Poster Display Diagnostics

LATE ONSET COMBINED IMMUNE DEFICIENCY: A DISTINCT PHENOTYPE OF VARIABLE COMMON IMMUNE DEFICIENCY

Lecture Time
10:02 - 10:03
Presenter
  • Monia Ben khaled, Tunisia
Room
Poster Area
Date
19.09.2019, Thursday
Session Time
10:00 - 17:00
Board Number
23
Presentation Topic
Diagnostics

Abstract

Background and Aims

Late onset combined immune deficiency (LOCID) is recently described in patients with previous infection indicative of a severe defect in cell-mediated immunity and/or low CD4+ cell counts. This disease can occur at any age and it is extremely heterogeneous.
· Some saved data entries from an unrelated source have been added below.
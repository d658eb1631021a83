//! Per-subtask orchestration state machine.
//!
//! ```text
//! ExpandingQueries -> Searching -> EvaluatingSearch -> Synthesizing | ExpandingQueries
//! Synthesizing -> EvaluatingAnswer | ExpandingQueries | Done(exhausted) | Failed
//! EvaluatingAnswer -> Done(accepted) | ExpandingQueries | Done(exhausted)
//! ```
//!
//! Both retry edges draw from their own budget of `max_retries`, so a subtask runs at most
//! `1 + 2 * max_retries` search rounds.

use serde::{Deserialize, Serialize};
use std::fmt;

use super::search::SearchQuery;

/// How a finished run reached `Done`.
#[derive(Debug, Clone, Copy, PartialEq, Eq, Serialize, Deserialize)]
#[serde(rename_all = "lowercase")]
pub enum Completion {
    /// The answer evaluator judged the last answer sufficient
    Accepted,
    /// Retries ran out; the last synthesized answer was kept anyway
    Exhausted,
}

/// Orchestrator state. Data a step needs travels inside the variant.
#[derive(Debug, Clone, PartialEq, Eq)]
pub enum OrchestratorState {
    /// Generate this round's queries
    ExpandingQueries,
    /// Run the queries and merge their results
    Searching(Vec<SearchQuery>),
    /// Judge the accumulated results
    EvaluatingSearch,
    /// Write a candidate answer
    Synthesizing,
    /// Judge the candidate answer
    EvaluatingAnswer(String),
    /// Finished with an answer
    Done(Completion),
    /// Retries ran out before any usable answer was synthesized
    Failed(String),
}

impl OrchestratorState {
    /// Stable name for logs.
    pub const fn name(&self) -> &'static str {
        match self {
            Self::ExpandingQueries => "expanding_queries",
            Self::Searching(_) => "searching",
            Self::EvaluatingSearch => "evaluating_search",
            Self::Synthesizing => "synthesizing",
            Self::EvaluatingAnswer(_) => "evaluating_answer",
            Self::Done(Completion::Accepted) => "done",
            Self::Done(Completion::Exhausted) => "done_exhausted",
            Self::Failed(_) => "failed",
        }
    }

    /// True for `Done` and `Failed`.
    pub const fn is_terminal(&self) -> bool {
        matches!(self, Self::Done(_) | Self::Failed(_))
    }
}

impl fmt::Display for OrchestratorState {
    fn fmt(&self, f: &mut fmt::Formatter<'_>) -> fmt::Result {
        f.write_str(self.name())
    }
}

/// Retry counters for one subtask. Decides every branching edge of the state machine.
#[derive(Debug, Clone, Copy, PartialEq, Eq)]
pub struct RetryLedger {
    max_retries: u32,
    search_retries: u32,
    answer_retries: u32,
    rounds: u32,
}

impl RetryLedger {
    /// A ledger allowing `max_retries` retries on each edge.
    pub const fn new(max_retries: u32) -> Self {
        Self {
            max_retries,
            search_retries: 0,
            answer_retries: 0,
            rounds: 0,
        }
    }

    /// Record the start of a search round and return its zero-based index.
    pub fn begin_round(&mut self) -> u32 {
        let round = self.rounds;
        self.rounds += 1;
        round
    }

    /// Edge out of `EvaluatingSearch`.
    pub fn after_search(&mut self, sufficient: bool) -> OrchestratorState {
        if sufficient {
            return OrchestratorState::Synthesizing;
        }
        if self.search_retries < self.max_retries {
            self.search_retries += 1;
            OrchestratorState::ExpandingQueries
        } else {
            OrchestratorState::Synthesizing
        }
    }

    /// Edge out of `EvaluatingAnswer`, or out of `Synthesizing` when synthesis produced nothing.
    ///
    /// `has_answer` tells whether any usable answer exists so far, including earlier cycles.
    pub fn after_answer(
        &mut self,
        sufficient: bool,
        has_answer: bool,
        reason: &str,
    ) -> OrchestratorState {
        if sufficient && has_answer {
            return OrchestratorState::Done(Completion::Accepted);
        }
        if self.answer_retries < self.max_retries {
            self.answer_retries += 1;
            OrchestratorState::ExpandingQueries
        } else if has_answer {
            OrchestratorState::Done(Completion::Exhausted)
        } else {
            OrchestratorState::Failed(reason.to_string())
        }
    }

    /// Retry budget per edge.
    pub const fn max_retries(&self) -> u32 {
        self.max_retries
    }

    /// Search-level retries taken.
    pub const fn search_retries(&self) -> u32 {
        self.search_retries
    }

    /// Answer-level retries taken.
    pub const fn answer_retries(&self) -> u32 {
        self.answer_retries
    }

    /// Search rounds started so far.
    pub const fn rounds(&self) -> u32 {
        self.rounds
    }

    /// Upper bound on rounds for a given retry budget.
    pub const fn max_rounds(max_retries: u32) -> u32 {
        1 + 2 * max_retries
    }
}

#[cfg(test)]
mod tests {
    use super::*;

    #[test]
    fn test_sufficient_search_goes_straight_to_synthesis() {
        let mut ledger = RetryLedger::new(2);
        assert_eq!(ledger.after_search(true), OrchestratorState::Synthesizing);
        assert_eq!(ledger.search_retries(), 0);
    }

    #[test]
    fn test_search_budget_is_spent_then_synthesis_forced() {
        let mut ledger = RetryLedger::new(2);
        assert_eq!(ledger.after_search(false), OrchestratorState::ExpandingQueries);
        assert_eq!(ledger.after_search(false), OrchestratorState::ExpandingQueries);
        assert_eq!(ledger.after_search(false), OrchestratorState::Synthesizing);
        assert_eq!(ledger.search_retries(), 2);
    }

    #[test]
    fn test_answer_exhaustion_keeps_last_answer() {
        let mut ledger = RetryLedger::new(1);
        assert_eq!(
            ledger.after_answer(false, true, "thin"),
            OrchestratorState::ExpandingQueries
        );
        assert_eq!(
            ledger.after_answer(false, true, "still thin"),
            OrchestratorState::Done(Completion::Exhausted)
        );
    }

    #[test]
    fn test_answer_exhaustion_without_answer_fails() {
        let mut ledger = RetryLedger::new(0);
        assert_eq!(
            ledger.after_answer(false, false, "synthesis returned nothing"),
            OrchestratorState::Failed("synthesis returned nothing".to_string())
        );
    }

    #[test]
    fn test_zero_budget_never_retries() {
        let mut ledger = RetryLedger::new(0);
        assert_eq!(ledger.after_search(false), OrchestratorState::Synthesizing);
        assert_eq!(
            ledger.after_answer(false, true, "meh"),
            OrchestratorState::Done(Completion::Exhausted)
        );
    }

    #[test]
    fn test_state_names() {
        assert_eq!(OrchestratorState::ExpandingQueries.to_string(), "expanding_queries");
        assert!(OrchestratorState::Done(Completion::Accepted).is_terminal());
        assert!(!OrchestratorState::Synthesizing.is_terminal());
    }
}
Authors present here two new observations.

Methods

We describe the diagnosis of LOCID in two patients followed in the pediatric immune-­hematology unit.

Results

Case1: A 59-year-old woman with a history of B lymphoma diagnosed after two episodes of deep vein thrombosis and lower respiratory tract infections leading to bronchiectasis and postinfectious obliterating bronchopathy. The diagnosis of LOCID was retained in front of hypogammaglobulinemia (IgG=0.17g/L, IgA=0.02g/L , IgM=0.1g/L), B-lymphocytes at 1% and criteria of profound T cell deficiency (Lymphocytes=1000/mm3, CD4+ at 15.5% and CD4 naive at 4%).

Case2: A 22-year-old girl, from non-consanguineous parents, with family history of early death. In her past medical history, the patient had celiac disease with Evans syndrome at 12 years old. LOCID was suspected in front of the association of infectious episodes: oral candidiasis, recurrent upper and lower respiratory tract infections with bronchiectasis, hemi-corporal zona with severe retinal zoster and splenomegaly. Immunity exploration found hypogammaglobulinemia (IgG=3.4g/L, IgA=0.15g/L, IgM=0.2g/L) and 1%B lymphocyte count, decreased switched memory B cells , CD4+ at 25% (440/mm3).

Both patients responded to polyvalent immunoglobulin and anti-infectious prophylaxis (1 and 6 years follow-up, respectively) without evidence of immune reconstitution.

Conclusions

LOCID is still underdiagnosed. The main differential diagnosis is common variable immunodeficiency(CIVD). Systematic T cell phenotype may help to discriminate such patients from those with CVID.